La petite fille qui ne voulait pas grandir

Photo DR

Il était une fois une petite fille qui ne voulait pas grandir. Elle ne le voulait pas intrinsèquement. Parce qu’elle savait pertinemment que grandir, c’était un piège. Un piège dont elle ne sortirait pas indemne, dont elle ne pourrait plus sortir. Ce n’était pas vieillir qui lui faisait peur. C’est grandir. Perdre son innocence et son insouciance. Abandonner quelques-uns de ses rêves. Souffrir. Souffrir plus, souffrir plus intensément, souffrir plus longtemps.

Elle l’a compris très tôt en lorgnant souvent le monde des adultes. En scrutant leurs visages et les émotions qui s’y dessinaient. Elle voyait les proches se déchirer, se réconcilier, se haïr, se perdre de vue. Ce n’était pas comme dans la cour de récréation, où après 5 minutes de chamaille, tout rentrait dans l’ordre. Ce n’était pas à cause d’un Carambar volé ou d’une défaite lors d’un match de foot. Les disputes des grands étaient plus violentes. Plus mesquines. Elles les voyaient jouer, mentir, trahir. Se trahir parfois. Elle les a lues plus tard, ces trahisons. Elle les a étudiées en classe. Elle a compris Molière et tous les autres caractères de la nature humaine. Et plus elle découvrait ce que serait le monde adulte, plus elle avait peur. Elle essayait de repousser sans cesse l’échéance tout en sachant indubitablement que cela était impossible.

Elle ne voulait pas de soucis et d’inquiétudes. Elle ne voulait pas céder aux angoisses de la maturité. Elle ne voulait pas se poser mille questions. Elle voulait juste s’interroger sur sa prochaine surprise de Noël ou le gâteau de son anniversaire. Elle ne voulait pas se prendre la tête sur des histoires de cœur. Elle a trop vu sa grande sœur pleurer ses ruptures. Elle voulait continuer à aimer comme elle aimait le petit Karim. Simplement. Sans malice ni hypocrisie. Sans mensonge ni tromperie. Elle voulait continuer à regarder à deux les couchers de soleil, le ciel étoilé et des dessins animés. Des films qui faisaient peur et Karim qui la consolait.

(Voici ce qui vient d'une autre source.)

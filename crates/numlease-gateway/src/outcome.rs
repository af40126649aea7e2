//! Transport-neutral result envelope.

use numlease_types::{LeaseError, Result, constants};
use serde::{Deserialize, Serialize};

/// What a transport sends back for one operation.
///
/// Serializes as `{ "stat", "code", "message", "data" }`; the HTTP status is
/// a hint for the transport and is not part of the body.
#[derive(Debug, Clone, PartialEq, Eq, Serialize, Deserialize)]
pub struct Outcome<T> {
    pub stat: bool,
    pub code: i32,
    pub message: String,
    pub data: Option<T>,
    #[serde(skip, default = "ok_status")]
    pub http_status: u16,
}

fn ok_status() -> u16 {
    200
}

impl<T> Outcome<T> {
    pub fn ok(data: T, message: impl Into<String>) -> Self {
        Self {
            stat: true,
            code: constants::OUTCOME_OK,
            message: message.into(),
            data: Some(data),
            http_status: ok_status(),
        }
    }

    #[must_use]
    pub fn failure(err: &LeaseError) -> Self {
        Self {
            stat: false,
            code: err.outcome_code(),
            message: err.to_string(),
            data: None,
            http_status: err.http_status(),
        }
    }

    pub fn from_result(result: Result<T>, message: impl Into<String>) -> Self {
        match result {
            Ok(data) => Self::ok(data, message),
            Err(err) => Self::failure(&err),
        }
    }

    #[must_use]
    pub fn is_ok(&self) -> bool {
        self.stat
    }
}
//! Retry with capped exponential backoff and proportional jitter.
//!
//! The executor reruns a fallible operation up to a bounded number of
//! attempts, sleeping between attempts. The delay before retry `n` is
//! `initial_delay * multiplier^(n-1)`, capped at `max_delay`, plus a
//! uniformly random positive jitter of at most `jitter_factor` times the
//! capped delay. When attempts run out, or the policy declines to retry,
//! the operation's own last error is returned unchanged.

use std::fmt;
use std::future::Future;
use std::sync::Arc;
use std::time::Duration;

use rand::Rng;
use tracing::{debug, instrument, warn};

use crate::{ConfigError, ConfigResult};

/// Trait for determining whether an error should be retried
pub trait RetryPolicy<E> {
    /// Determine if the error from the given attempt (1-based) is retryable
    fn should_retry(&self, error: &E, attempt: u32) -> bool;
}

impl<E, P> RetryPolicy<E> for Arc<P>
where
    P: RetryPolicy<E> + ?Sized,
{
    fn should_retry(&self, error: &E, attempt: u32) -> bool {
        (**self).should_retry(error, attempt)
    }
}

/// Configuration for retry behavior
#[derive(Debug, Clone)]
pub struct RetryConfig {
    /// Maximum number of attempts, including the first
    pub max_attempts: u32,
    /// Delay before the first retry
    pub initial_delay: Duration,
    /// Upper bound on the backoff delay before jitter
    pub max_delay: Duration,
    /// Multiplier applied to the delay after each failed attempt
    pub multiplier: f64,
    /// Jitter added on top of the delay, as a fraction of it (0.0 to 1.0)
    pub jitter_factor: f64,
}

impl Default for RetryConfig {
    fn default() -> Self {
        Self {
            max_attempts: 3,
            initial_delay: Duration::from_millis(300),
            max_delay: Duration::from_secs(10),
            multiplier: 2.0,
            jitter_factor: 0.1,
        }
    }
}

impl RetryConfig {
    /// Create a configuration builder
    pub fn builder() -> RetryConfigBuilder {
        RetryConfigBuilder::new()
    }

    /// Validate the configuration
    pub fn validate(&self) -> ConfigResult<()> {
        if self.max_attempts == 0 {
            return Err(ConfigError::Invalid {
                message: "max_attempts must be greater than 0".to_string(),
            });
        }

        if self.multiplier < 1.0 {
            return Err(ConfigError::Invalid {
                message: "multiplier must be at least 1.0".to_string(),
            });
        }

        if !(0.0..=1.0).contains(&self.jitter_factor) {
            return Err(ConfigError::Invalid {
                message: "jitter_factor must be between 0.0 and 1.0".to_string(),
            });
        }

        if self.max_delay < self.initial_delay {
            return Err(ConfigError::Invalid {
                message: "max_delay must not be less than initial_delay".to_string(),
            });
        }

        Ok(())
    }

    /// Backoff delay before the retry that follows failed attempt `attempt`
    /// (1-based), capped at `max_delay` and without jitter
    pub fn delay_for(&self, attempt: u32) -> Duration {
        let exponent = attempt.saturating_sub(1);
        let delay_ms =
            self.initial_delay.as_millis() as f64 * self.multiplier.powi(exponent as i32);
        let capped_ms = delay_ms.min(self.max_delay.as_millis() as f64);
        Duration::from_millis(capped_ms as u64)
    }

    /// Add uniform positive jitter in `[0, delay * jitter_factor]`
    pub fn with_jitter(&self, delay: Duration) -> Duration {
        if self.jitter_factor <= 0.0 || delay.is_zero() {
            return delay;
        }
        let max_jitter = delay.as_secs_f64() * self.jitter_factor;
        let jitter = rand::thread_rng().gen_range(0.0..=max_jitter);
        delay + Duration::from_secs_f64(jitter)
    }
}

/// Builder for [`RetryConfig`] with fluent API
#[derive(Debug)]
pub struct RetryConfigBuilder {
    config: RetryConfig,
}

impl Default for RetryConfigBuilder {
    fn default() -> Self {
        Self::new()
    }
}

impl RetryConfigBuilder {
    pub fn new() -> Self {
        Self { config: RetryConfig::default() }
    }

    pub fn max_attempts(mut self, attempts: u32) -> Self {
        self.config.max_attempts = attempts;
        self
    }

    pub fn initial_delay(mut self, delay: Duration) -> Self {
        self.config.initial_delay = delay;
        self
    }

    pub fn max_delay(mut self, delay: Duration) -> Self {
        self.config.max_delay = delay;
        self
    }

    pub fn multiplier(mut self, multiplier: f64) -> Self {
        self.config.multiplier = multiplier;
        self
    }

    pub fn jitter_factor(mut self, factor: f64) -> Self {
        self.config.jitter_factor = factor;
        self
    }

    pub fn build(self) -> ConfigResult<RetryConfig> {
        self.config.validate()?;
        Ok(self.config)
    }
}

/// The main retry executor
pub struct RetryExecutor<P> {
    config: RetryConfig,
    policy: P,
}

impl<P> RetryExecutor<P> {
    /// Create a new retry executor with the given configuration and policy
    pub fn new(config: RetryConfig, policy: P) -> Self {
        Self { config, policy }
    }

    /// Create with default configuration
    pub fn with_policy(policy: P) -> Self {
        Self::new(RetryConfig::default(), policy)
    }

    /// Execute an operation with retry logic
    ///
    /// Attempts run strictly sequentially. The error of the final attempt
    /// (or of a non-retryable failure) is returned unchanged.
    #[instrument(skip(self, operation), fields(max_attempts = self.config.max_attempts))]
    pub async fn execute<F, Fut, T, E>(&self, mut operation: F) -> Result<T, E>
    where
        P: RetryPolicy<E>,
        E: fmt::Debug,
        F: FnMut() -> Fut,
        Fut: Future<Output = Result<T, E>>,
    {
        let mut attempt = 1u32;

        loop {
            debug!(attempt, max_attempts = self.config.max_attempts, "executing operation");

            match operation().await {
                Ok(value) => {
                    if attempt > 1 {
                        debug!(attempt, "operation succeeded after retries");
                    }
                    return Ok(value);
                }
                Err(error) => {
                    if attempt >= self.config.max_attempts {
                        warn!(attempt, ?error, "all retry attempts exhausted");
                        return Err(error);
                    }

                    if !self.policy.should_retry(&error, attempt) {
                        debug!(attempt, ?error, "error is not retryable");
                        return Err(error);
                    }

                    let delay = self.config.with_jitter(self.config.delay_for(attempt));
                    warn!(attempt, ?delay, ?error, "operation failed, retrying");
                    tokio::time::sleep(delay).await;
                    attempt += 1;
                }
            }
        }
    }
}

/// Convenience function to create a retry executor and execute an operation
pub async fn retry_with<F, Fut, T, E, P>(
    config: RetryConfig,
    policy: P,
    operation: F,
) -> Result<T, E>
where
    F: FnMut() -> Fut,
    Fut: Future<Output = Result<T, E>>,
    P: RetryPolicy<E>,
    E: fmt::Debug,
{
    RetryExecutor::new(config, policy).execute(operation).await
}

/// Pre-defined retry policies for common scenarios
pub mod policies {
    use super::RetryPolicy;

    /// Always retry policy - retries on any error
    #[derive(Debug, Clone)]
    pub struct AlwaysRetry;

    impl<E> RetryPolicy<E> for AlwaysRetry {
        fn should_retry(&self, _error: &E, _attempt: u32) -> bool {
            true
        }
    }

    /// Never retry policy - never retries
    #[derive(Debug, Clone)]
    pub struct NeverRetry;

    impl<E> RetryPolicy<E> for NeverRetry {
        fn should_retry(&self, _error: &E, _attempt: u32) -> bool {
            false
        }
    }

    /// Predicate-based retry policy
    #[derive(Debug)]
    pub struct PredicateRetry<F> {
        predicate: F,
    }

    impl<F> PredicateRetry<F> {
        pub fn new(predicate: F) -> Self {
            Self { predicate }
        }
    }

    impl<F, E> RetryPolicy<E> for PredicateRetry<F>
    where
        F: Fn(&E, u32) -> bool,
    {
        fn should_retry(&self, error: &E, attempt: u32) -> bool {
            (self.predicate)(error, attempt)
        }
    }
}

Et puis, elle a mûri. Mais pas la petite fille en elle. La petite est restée petite. Elle l’a caché sous des dehors de jeune adolescente rebelle, de femme accomplie, d’épouse rangée puis de maman dévouée. Elle s’est accommodée de sa dualité. Elle a fait coexister les deux avec dextérité. Et puis la petite fille n’a plus voulu rester dans l’ombre. Elle a commencé à se réveiller, à rejaillir quand il ne le fallait pas. Ce n’était pas du manichéisme, mais un paradoxe assez difficile à porter. Elle était devenue une femme-enfant troublante, un peu comme son idole, Marilyn Monroe. L’apparence solide et le cœur fragile. Les rides d’une femme de 35 ans et le cœur d’une fillette de 8 ans.
Elle a perdu son innocence, mais pas sa naïveté. Elle savait déjouer les tours que lui imposait le destin, mais elle ne lisait pas bien à travers les autres. Elle savait être manipulatrice, mais restait bonne. Elle pensait qu’être gentille était une qualité et réalisait à chaque fois, avec beaucoup de douleur, que c’était ce qui lui faisait le plus de mal. Elle pleurait souvent comme une petite fille conditionnée par les contes de fées. Pleurait en cachette ses rêves inachevés. Pleurait sur elle-même.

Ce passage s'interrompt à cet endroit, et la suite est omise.